Endless Falls is the latest Loscil album and the first to be released on vinyl. It takes up where the last two albums (First Narrows and the aforementioned Plume) left off – displaying an increased emphasis on juxtaposing Morgan’s processed loops with live instruments.

The subtle difference here, on tracks like “Lake Orchard”, is an almost neoclassical feel, reminiscent of Max Richter’s work. This similarity is reinforced by an overall melancholy feel and a spoken-word appearance by Destroyer’s Dan Bejar (on “The Making of Grief Point”).

Endless Fall‘s immediately feels like the most ambitious Loscil album to date and it might just be the best. You can – and should – buy it once it gets released on March 1st.

February 27, 2010 at 12:57 pm 3 comments

Fenn O’Berg – In Stereo (Editions Mego) 2LP

Fenn O'Berg - In Stereo

Fenn O'Berg - In Stereo

In Stereo is the long-awaited third album from the trio of Christian Fennesz, Jim O’Rourke and Peter “Pita” Rehberg. Like The Magic Sound of Fenn O’Berg (1999) and The Return of Fenn O’Berg (2002), this is an uncompromising work of hardcore digital electronica. However, whereas the trio’s first two albums compiled edited versions of live improvisations, In Stereo was created 100% studio-side.

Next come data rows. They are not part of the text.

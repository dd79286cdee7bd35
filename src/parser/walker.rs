//! Parse tree to AST lowering
//!
//! The walker knows the rule names of `rugo.ebnf` and nothing about tokens
//! beyond what a rule node holds. Shapes the grammar cannot produce are
//! reported as internal errors, never as user syntax errors.

use super::ast::{
    BinaryOp, Expr, Program, Statement, StatementKind, StructDef, TryHandler, UnaryOp,
};
use super::tree::{ParseNode, RuleNode};
use crate::error::{Error, Result};
use crate::lexer::{Token, TokenKind};

/// Lowers a concrete parse tree into a [`Program`]
pub struct Walker<'a> {
    source_name: &'a str,
    structs: Vec<StructDef>,
}
//! String-aware views of a single source line

/// What a run of characters is
#[derive(Debug, Clone, Copy, PartialEq, Eq)]
pub(crate) enum SegmentKind {
    /// Plain code
    Code,
    /// `"..."`, quotes included
    Double,
    /// `'...'`, quotes included
    Single,
    /// `` `...` ``, backticks included
    Backtick,
}

/// A byte range of one line
#[derive(Debug, Clone, Copy, PartialEq, Eq)]
pub(crate) struct Segment {
    pub kind: SegmentKind,
    pub start: usize,
    pub end: usize,
}

/// Split a line into code and quoted runs
///
/// An unterminated quote runs to the end of the line; the parser reports it.
/// Quotes inside `#{...}` belong to the enclosing string.
pub(crate) fn segments(line: &str) -> Vec<Segment> {
    let bytes = line.as_bytes();
    let mut out = Vec::new();
    let mut code_start = 0;
    let mut i = 0;

    while i < bytes.len() {
        let kind = match bytes[i] {
            b'"' => SegmentKind::Double,
            b'\'' => SegmentKind::Single,
            b'`' => SegmentKind::Backtick,
            _ => {
                i += 1;
                continue;
            }
        };
        if code_start < i {
            out.push(Segment {
                kind: SegmentKind::Code,
                start: code_start,
                end: i,
            });
        }
        let start = i;
        i = skip_quoted(bytes, i, 0);
        out.push(Segment {
            kind,
            start,
            end: i,
        });
        code_start = i;
    }

    if code_start < bytes.len() {
        out.push(Segment {
            kind: SegmentKind::Code,
            start: code_start,
            end: bytes.len(),
        });
    }
    out
}

/// Interpolations nested deeper than this are treated as plain text
const MAX_INTERPOLATION_NESTING: usize = 16;

/// Offset just past the quoted run starting at `start`
pub(crate) fn skip_quoted(bytes: &[u8], start: usize, level: usize) -> usize {
    let quote = bytes[start];
    let mut i = start + 1;
    while i < bytes.len() {
        match bytes[i] {
            b'\\' => i += 2,
            b if b == quote => return i + 1,
            b'#' if quote != b'\'' && bytes.get(i + 1) == Some(&b'{') => {
                i = match interpolation_end(bytes, i + 2, level + 1) {
                    Some(close) => close + 1,
                    None => bytes.len(),
                };
            }
            _ => i += 1,
        }
    }
    bytes.len()
}

/// Offset of the `}` closing an interpolation whose code starts at `from`
pub(crate) fn interpolation_end(bytes: &[u8], from: usize, level: usize) -> Option<usize> {
    let mut depth = 0usize;
    let mut i = from;
    while i < bytes.len() {
        match bytes[i] {
            b'"' | b'\'' | b'`' if level < MAX_INTERPOLATION_NESTING => {
                i = skip_quoted(bytes, i, level);
                continue;
            }
            b'{' => depth += 1,
            b'}' if depth == 0 => return Some(i),
            b'}' => depth -= 1,
            _ => {}
        }
        i += 1;
    }
    None
}

/// An identifier-like word in code
#[derive(Debug, Clone, PartialEq, Eq)]
pub(crate) struct Word<'a> {
    pub text: &'a str,
    pub start: usize,
}

/// Identifier words in code runs, skipping `label:` words and `.field` names
pub(crate) fn words(line: &str) -> Vec<Word<'_>> {
    let bytes = line.as_bytes();
    let mut out = Vec::new();
    for seg in segments(line) {
        if seg.kind != SegmentKind::Code {
            continue;
        }
        let mut i = seg.start;
        while i < seg.end {
            let c = bytes[i];
            if c.is_ascii_alphabetic() || c == b'_' {
                let start = i;
                while i < seg.end && (bytes[i].is_ascii_alphanumeric() || bytes[i] == b'_') {
                    i += 1;
                }
                let is_label = bytes.get(i) == Some(&b':') && bytes.get(i + 1) != Some(&b':');
                let is_field = start > 0 && bytes[start - 1] == b'.';
                if !is_label && !is_field {
                    out.push(Word {
                        text: &line[start..i],
                        start,
                    });
                }
            } else if c.is_ascii_digit() {
                while i < seg.end && (bytes[i].is_ascii_alphanumeric() || bytes[i] == b'_') {
                    i += 1;
                }
            } else {
                i += 1;
            }
        }
    }
    out
}

/// Net change in `(`/`[`/`{` nesting across the code runs of a line
pub(crate) fn bracket_delta(line: &str) -> i64 {
    let bytes = line.as_bytes();
    segments(line)
        .iter()
        .filter(|seg| seg.kind == SegmentKind::Code)
        .flat_map(|seg| bytes[seg.start..seg.end].iter())
        .map(|b| match b {
            b'(' | b'[' | b'{' => 1,
            b')' | b']' | b'}' => -1,
            _ => 0,
        })
        .sum()
}

/// Whether the line's last code character leaves the statement open
pub(crate) fn ends_with_continuation(line: &str) -> bool {
    let trimmed = line.trim_end();
    let Some(last) = segments(trimmed).last().copied() else {
        return false;
    };
    if last.kind != SegmentKind::Code {
        return false;
    }
    let code = &trimmed[last.start..last.end];
    const OPERATORS: &[&str] = &[
        "&&", "||", "==", "!=", "<=", ">=", "=>", "+", "-", "*", "/", "%", "<", ">", "=", ",",
        "(", "[", "{", ".",
    ];
    OPERATORS.iter().any(|op| code.ends_with(op))
}

/// Byte offset of the first non-blank character
pub(crate) fn indent_len(line: &str) -> usize {
    line.len() - line.trim_start().len()
}

/// Whether `name` is a plain identifier
pub(crate) fn is_identifier(name: &str) -> bool {
    let mut chars = name.chars();
    matches!(chars.next(), Some(c) if c.is_ascii_alphabetic() || c == '_')
        && chars.all(|c| c.is_ascii_alphanumeric() || c == '_')
}

/// Leading identifier at byte offset `at`, if any
pub(crate) fn identifier_at(line: &str, at: usize) -> Option<&str> {
    let rest = line.get(at..)?;
    let end = rest
        .char_indices()
        .find(|(i, c)| !(c.is_ascii_alphanumeric() || *c == '_') || (*i == 0 && c.is_ascii_digit()))
        .map(|(i, _)| i)
        .unwrap_or(rest.len());
    if end == 0 {
        None
    } else {
        Some(&rest[..end])
    }
}

#[cfg(test)]
mod tests {
    use super::*;

    #[test]
    fn test_segments_split_strings() {
        let segs = segments(r#"puts("a \" b", 'c') `ls`"#);
        let kinds: Vec<SegmentKind> = segs.iter().map(|s| s.kind).collect();
        assert_eq!(
            kinds,
            vec![
                SegmentKind::Code,
                SegmentKind::Double,
                SegmentKind::Code,
                SegmentKind::Single,
                SegmentKind::Code,
                SegmentKind::Backtick,
            ]
        );
    }

    #[test]
    fn test_quotes_inside_interpolation_stay_in_string() {
        let segs = segments(r#"x = "a #{f("b")} c" + y"#);
        assert_eq!(segs.len(), 3);
        assert_eq!(segs[1].kind, SegmentKind::Double);
        assert_eq!(segs[2].kind, SegmentKind::Code);
    }

    #[test]
    fn test_words_skip_strings_labels_and_fields() {
        let found: Vec<&str> = words(r#"x = {end: "if"} + t.end"#)
            .iter()
            .map(|w| w.text)
            .collect();
        assert_eq!(found, vec!["x", "t"]);
    }

    #[test]
    fn test_bracket_delta_ignores_strings() {
        assert_eq!(bracket_delta(r#"foo("(", ["#), 2);
        assert_eq!(bracket_delta("])"), -2);
    }

    #[test]
    fn test_continuation() {
        assert!(ends_with_continuation("x = 1 +"));
        assert!(ends_with_continuation("foo(a,"));
        assert!(!ends_with_continuation("foo(a)"));
        assert!(!ends_with_continuation(r#"puts "a +""#));
    }
}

This fact may suggest that the new album takes a more premeditated approach than its predecessors did but any hints of compositional rigour will not be immediately apparent to the casual listener. Initially, In Stereo sounds like just the kind of three-way laptop cluster-fuck you might expect – high on harsh, glitch-ridden textures and chaotic granular synthesis manoeuvres.

However, after repeated listens, you’ll find the album revealing a genuinely epic sense of drama. The mood throughout is darkly cinematic – murky soundscapes are shot-through with intense digital clarity. Fans of Black to Comm’s superb Alphabet 1968 are bound to find something to enjoy here.

Even at its most patently bonkers, In Stereo never descends into aimless fidgeting. Take “VI”, for instance (the tracks are named with Roman numerals but presented out of sequence). It begins as a barrage of sliced-up digital detritus, which purposefully gives way to a passage of tense contemplation. The results are absolutely phenomenal – attentive listeners may find themselves compelled to stand up and applaud.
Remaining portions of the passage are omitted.